Quelques dizaines d’années avant, Lichtenberg offrait « son corps aux empailleurs » après qu’il eût énoncé « la liste des soixante-douze dernières paroles à prononcer sublimement sur [son] lit de mort quand [il verra sa] fin venir ». Pourquoi soixante-douze, nombre divisible par 2, 3, 4, 6, 8 et 9 ? Un nombre tel que π eût été plus adéquat au mathématicien. On passe rapidement sur sa vie, il « n’a rien d’un candélabre : on devrait parler plutôt de lampadaire ». Tout y est dit : Lichtenberg éclairant le monde de par sa gibbosité. Funérailles à nouveau et passage à la postérité des « huit mille morceaux de papier » qui vont constituer ces fragments, bientôt éparpillés. L’honorable société des Lichtenbergiens, telle que Pierre Senges l’envisage dans son ouvrage « Fragments de Lichtenberg » (2008, Verticales, 632 p.) va s’efforcer de les rassembler, les recoller afin d’en extraire une exégèse complète. Non, c’est à une tâche hautement plus noble et difficile à laquelle vont s’atteler les Lichtenbergiens. Et André Breton de citer Lichtenberg « Je me fais fort de démontrer que l’on croit parfois à quelque chose, et que pourtant on n’y croit pas. Rien n’est insondable que le système des ressorts de nos actions »

Pour être complet sur « Le Miroir de l’Ame », il faut reprendre un slogan emprunté à la politicaille. « Tête Haute et Pieds Propres ». C’est-à-dire, ajouter aux idées de Lichtenberg celles de Pierre Dac dans « Les Pédicures de l’Ame » (1974, Éditions Saint-Germain-des-Prés, 293 p.).
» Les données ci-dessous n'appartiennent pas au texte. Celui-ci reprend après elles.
use std::fmt;

use crate::error::{Arity, ConstructionError};

/// A value type of the classification lattice.
///
/// Types are classifiers: they are only ever used to ask whether a term
/// belongs to them (see [`super::belongs_to`]). Types are values too, so a
/// `Type` can be the argument of `is-in-type` or of a typed variable.
#[derive(Debug, Clone, PartialEq, Eq, Hash, PartialOrd, Ord)]
pub enum Type {
    Values,
    ValueTypes,
    GroundValues,
    Empty,
    Null,
    Booleans,
    Integers,
    NaturalNumbers,
    Characters,
    Strings,
    Atoms,
    DatatypeValues,
    Maps(Box<Type>, Box<Type>),
    Sets(Box<Type>),
    Lists(Box<Type>),
    Vectors(Box<Type>),
    Tuples(Vec<Type>),
    Union(Vec<Type>),
    Intersection(Vec<Type>),
    Complement(Box<Type>),
}

impl Type {
    pub fn maps(key: Type, value: Type) -> Self {
        Type::Maps(Box::new(key), Box::new(value))
    }

    pub fn sets(element: Type) -> Self {
        Type::Sets(Box::new(element))
    }

    pub fn lists(element: Type) -> Self {
        Type::Lists(Box::new(element))
    }

    pub fn union(left: Type, right: Type) -> Self {
        Type::Union(vec![left, right])
    }

    pub fn intersection(left: Type, right: Type) -> Self {
        Type::Intersection(vec![left, right])
    }

    pub fn complement(inner: Type) -> Self {
        Type::Complement(Box::new(inner))
    }

    fn is_compound(&self) -> bool {
        matches!(
            self,
            Type::Union(_) | Type::Intersection(_) | Type::Complement(_)
        )
    }

    pub fn pretty(&self) -> String {
        let nested = |ty: &Type| {
            if ty.is_compound() {
                format!("({})", ty.pretty())
            } else {
                ty.pretty()
            }
        };
        let joined = |types: &[Type], separator: &str| {
            types.iter().map(nested).collect::<Vec<_>>().join(separator)
        };

        match self {
            Type::Values => "values".to_string(),
            Type::ValueTypes => "value-types".to_string(),
            Type::GroundValues => "ground-values".to_string(),
            Type::Empty => "empty-type".to_string(),
            Type::Null => "null-type".to_string(),
            Type::Booleans => "booleans".to_string(),
            Type::Integers => "integers".to_string(),
            Type::NaturalNumbers => "natural-numbers".to_string(),
            Type::Characters => "characters".to_string(),
            Type::Strings => "strings".to_string(),
            Type::Atoms => "atoms".to_string(),
            Type::DatatypeValues => "datatype-values".to_string(),
            Type::Maps(key, value) => format!("maps({},{})", key.pretty(), value.pretty()),
            Type::Sets(element) => format!("sets({})", element.pretty()),
            Type::Lists(element) => format!("lists({})", element.pretty()),
            Type::Vectors(element) => format!("vectors({})", element.pretty()),
            Type::Tuples(elements) => format!(
                "tuples({})",
                elements
                    .iter()
                    .map(Type::pretty)
                    .collect::<Vec<_>>()
                    .join(",")
            ),
            Type::Union(types) => joined(types, " | "),
            Type::Intersection(types) => joined(types, " & "),
            Type::Complement(inner) => format!("~{}", nested(&**inner)),
        }
    }
}

impl fmt::Display for Type {
    fn fmt(&self, f: &mut fmt::Formatter) -> fmt::Result {
        write!(f, "{}", self.pretty())
    }
}

/// Named type constructor as it appears in the operator catalog.
#[derive(Debug, Clone, Copy, PartialEq, Eq, Hash)]
pub enum TypeCtor {
    Values,
    ValueTypes,
    GroundValues,
    EmptyType,
    NullType,
    Booleans,
    Integers,
    NaturalNumbers,
    Characters,
    Strings,
    Atoms,
    DatatypeValues,
    Maps,
    Sets,
    Lists,
    Vectors,
    Tuples,
    Union,
    Intersection,
    Complement,
}

impl TypeCtor {
    pub const ALL: &'static [TypeCtor] = &[
        TypeCtor::Values,
        TypeCtor::ValueTypes,
        TypeCtor::GroundValues,
        TypeCtor::EmptyType,
        TypeCtor::NullType,
        TypeCtor::Booleans,
        TypeCtor::Integers,
        TypeCtor::NaturalNumbers,
        TypeCtor::Characters,
        TypeCtor::Strings,
        TypeCtor::Atoms,
        TypeCtor::DatatypeValues,
        TypeCtor::Maps,
        TypeCtor::Sets,
        TypeCtor::Lists,
        TypeCtor::Vectors,
        TypeCtor::Tuples,
        TypeCtor::Union,
        TypeCtor::Intersection,
        TypeCtor::Complement,
    ];

    pub fn name(self) -> &'static str {
        match self {
            TypeCtor::Values => "values",
            TypeCtor::ValueTypes => "value-types",
            TypeCtor::GroundValues => "ground-values",
            TypeCtor::EmptyType => "empty-type",
            TypeCtor::NullType => "null-type",
            TypeCtor::Booleans => "booleans",
            TypeCtor::Integers => "integers",
            TypeCtor::NaturalNumbers => "natural-numbers",
            TypeCtor::Characters => "characters",
            TypeCtor::Strings => "strings",
            TypeCtor::Atoms => "atoms",
            TypeCtor::DatatypeValues => "datatype-values",
            TypeCtor::Maps => "maps",
            TypeCtor::Sets => "sets",
            TypeCtor::Lists => "lists",
            TypeCtor::Vectors => "vectors",
            TypeCtor::Tuples => "tuples",
            TypeCtor::Union => "union-type",
            TypeCtor::Intersection => "intersection-type",
            TypeCtor::Complement => "complement-type",
        }
    }

    pub fn arity(self) -> Arity {
        match self {
            TypeCtor::Maps => Arity::Exactly(2),
            TypeCtor::Sets | TypeCtor::Lists | TypeCtor::Vectors | TypeCtor::Complement => {
                Arity::Exactly(1)
            }
            TypeCtor::Tuples => Arity::AtLeast(0),
            TypeCtor::Union | TypeCtor::Intersection => Arity::AtLeast(1),
            _ => Arity::Exactly(0),
        }
    }

    /// Apply the constructor to already-built type arguments.
    pub fn build(self, args: Vec<Type>) -> Result<Type, ConstructionError> {
        let found = args.len();
        let fits = match self.arity() {
            Arity::Exactly(n) => found == n,
            Arity::AtLeast(n) => found >= n,
        };
        if !fits {
            return Err(ConstructionError::Arity {
                operator: self.name().to_string(),
                expected: self.arity(),
                found,
            });
        }

        let mut args = args.into_iter();

        Ok(match self {
            TypeCtor::Values => Type::Values,
            TypeCtor::ValueTypes => Type::ValueTypes,
            TypeCtor::GroundValues => Type::GroundValues,
            TypeCtor::EmptyType => Type::Empty,
            TypeCtor::NullType => Type::Null,
            TypeCtor::Booleans => Type::Booleans,
            TypeCtor::Integers => Type::Integers,
            TypeCtor::NaturalNumbers => Type::NaturalNumbers,
            TypeCtor::Characters => Type::Characters,
            TypeCtor::Strings => Type::Strings,
            TypeCtor::Atoms => Type::Atoms,
            TypeCtor::DatatypeValues => Type::DatatypeValues,
            TypeCtor::Maps => Type::Maps(next(&mut args), next(&mut args)),
            TypeCtor::Sets => Type::Sets(next(&mut args)),
            TypeCtor::Lists => Type::Lists(next(&mut args)),
            TypeCtor::Vectors => Type::Vectors(next(&mut args)),
            TypeCtor::Complement => Type::Complement(next(&mut args)),
            TypeCtor::Tuples => Type::Tuples(args.collect()),
            TypeCtor::Union => Type::Union(args.collect()),
            TypeCtor::Intersection => Type::Intersection(args.collect()),
        })
    }
}

// Arity has been checked before this is called.
fn next(args: &mut std::vec::IntoIter<Type>) -> Box<Type> {
    Box::new(args.next().unwrap_or(Type::Empty))
}

#[cfg(test)]
mod tests {
    use super::*;

    #[test]
    fn test_pretty_print_leaves() {
        assert_eq!(Type::Booleans.pretty(), "booleans");
        assert_eq!(Type::NaturalNumbers.pretty(), "natural-numbers");
        assert_eq!(Type::Empty.pretty(), "empty-type");
    }

    #[test]
    fn test_pretty_print_containers() {
        let ty = Type::maps(Type::Integers, Type::Strings);
        assert_eq!(ty.pretty(), "maps(integers,strings)");
        assert_eq!(
            Type::Tuples(vec![Type::Booleans, Type::Atoms]).pretty(),
            "tuples(booleans,atoms)"
        );
    }

    #[test]
    fn test_pretty_print_nested_operators() {
        let ty = Type::complement(Type::union(Type::Booleans, Type::Null));
        assert_eq!(ty.pretty(), "~(booleans | null-type)");
    }

    #[test]
    fn test_build_checks_arity() {
        assert_eq!(
            TypeCtor::Sets.build(vec![Type::Integers]),
            Ok(Type::sets(Type::Integers))
        );
        assert!(matches!(
            TypeCtor::Maps.build(vec![Type::Integers]),
            Err(ConstructionError::Arity { found: 1, .. })
        ));
        assert!(matches!(
            TypeCtor::Booleans.build(vec![Type::Integers]),
            Err(ConstructionError::Arity { .. })
        ));
    }
}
Mariage de la carpe et du lapin ? Non, simple continuité des opinions à un degré plus élevé, hors d’un humour uniquement fait pour rire. N’oublions pas que Lichtenberg était essentiellement un philosophe.

Dans ce livre, Jean-Marie Léopold Sallecomble, déjà âgé, 80 ans, revient dans son village natal, Villeneuve-la-Vieille, après 60 ans d’errance dans le monde. Il a fortement muri, pas encore blet, et va créer le « Cénacle Libre des Pédicures de l'Ame ». C’est un endroit de libres échanges et discussions où il souhaite partager son expérience à la population.

Discours introductif et fondateur de Pierre Dac. « Mesdames, Mesdemoiselles, Messieurs, Mon Général, Ma Sœur/ Si j'ai choisi d'adopter « Les Pédicures de l'âme » comme titre à ce présent roman, c'est que, à mon avis conforme à mon opinion et réciproquement, il correspond à une nécessaire et suffisante philosophie hygiénique et morale. |…] / Je ne pouvais pas en dire moins, mais je n'en dirai pas plus, puisque mes lectrices et mes lecteurs trouveront, au cours de ces pages — à condition qu'ils les lisent, bien entendu — tout ce qui concerne la vie aventureuse et avant-coureuse de J.M.L.S. (surnommé le Platon français en raison de son inégalable et inébranlable sagesse universelle et macrocosmique) et de l'incomparable et inimitable Cénacle des Pédicures de l'âme dont il est le génial et mondial / créateur-fondateur et réciproquement. / Pierre DAC ».



Enfin je finirai par un mauvais jeu de mot sur un aphorisme de Lichtenberg « Un couteau sans lame dont il manque le manche ». Sujet à méditer. Je ne demande pas de réponse immédiate.